**Data for this task:**

______

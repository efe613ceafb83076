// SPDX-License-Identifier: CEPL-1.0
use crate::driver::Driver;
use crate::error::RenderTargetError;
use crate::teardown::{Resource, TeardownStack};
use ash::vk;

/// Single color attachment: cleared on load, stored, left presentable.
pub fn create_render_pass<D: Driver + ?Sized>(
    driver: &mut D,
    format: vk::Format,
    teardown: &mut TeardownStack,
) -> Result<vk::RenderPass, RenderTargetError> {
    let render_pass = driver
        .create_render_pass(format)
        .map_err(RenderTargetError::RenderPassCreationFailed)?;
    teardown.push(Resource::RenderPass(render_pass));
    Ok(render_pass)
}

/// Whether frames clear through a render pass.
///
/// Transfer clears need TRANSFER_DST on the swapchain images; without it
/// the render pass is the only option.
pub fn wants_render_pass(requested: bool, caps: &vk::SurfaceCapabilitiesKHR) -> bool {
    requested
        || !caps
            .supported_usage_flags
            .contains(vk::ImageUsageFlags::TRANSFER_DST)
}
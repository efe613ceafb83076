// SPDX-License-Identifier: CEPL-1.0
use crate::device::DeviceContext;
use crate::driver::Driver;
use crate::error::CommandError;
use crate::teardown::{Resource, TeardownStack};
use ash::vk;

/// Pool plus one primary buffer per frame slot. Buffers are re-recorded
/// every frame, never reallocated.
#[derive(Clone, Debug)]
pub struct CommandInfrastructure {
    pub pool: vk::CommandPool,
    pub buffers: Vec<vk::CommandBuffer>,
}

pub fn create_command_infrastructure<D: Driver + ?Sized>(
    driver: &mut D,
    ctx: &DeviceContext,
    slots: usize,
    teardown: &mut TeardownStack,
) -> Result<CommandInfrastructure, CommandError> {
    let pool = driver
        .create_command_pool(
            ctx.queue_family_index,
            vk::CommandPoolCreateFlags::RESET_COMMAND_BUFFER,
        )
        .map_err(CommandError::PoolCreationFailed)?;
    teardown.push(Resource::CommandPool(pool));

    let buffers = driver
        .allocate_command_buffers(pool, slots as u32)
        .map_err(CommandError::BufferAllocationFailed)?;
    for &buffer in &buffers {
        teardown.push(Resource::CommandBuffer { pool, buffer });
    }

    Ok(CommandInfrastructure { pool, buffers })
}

______

**What to produce:**
Exactly the lines from the one containing "for &buffer in" through the final line above, and only those, should be given again.

**Result for this task:**
    for &buffer in &buffers {
        teardown.push(Resource::CommandBuffer { pool, buffer });
    }

    Ok(CommandInfrastructure { pool, buffers })
}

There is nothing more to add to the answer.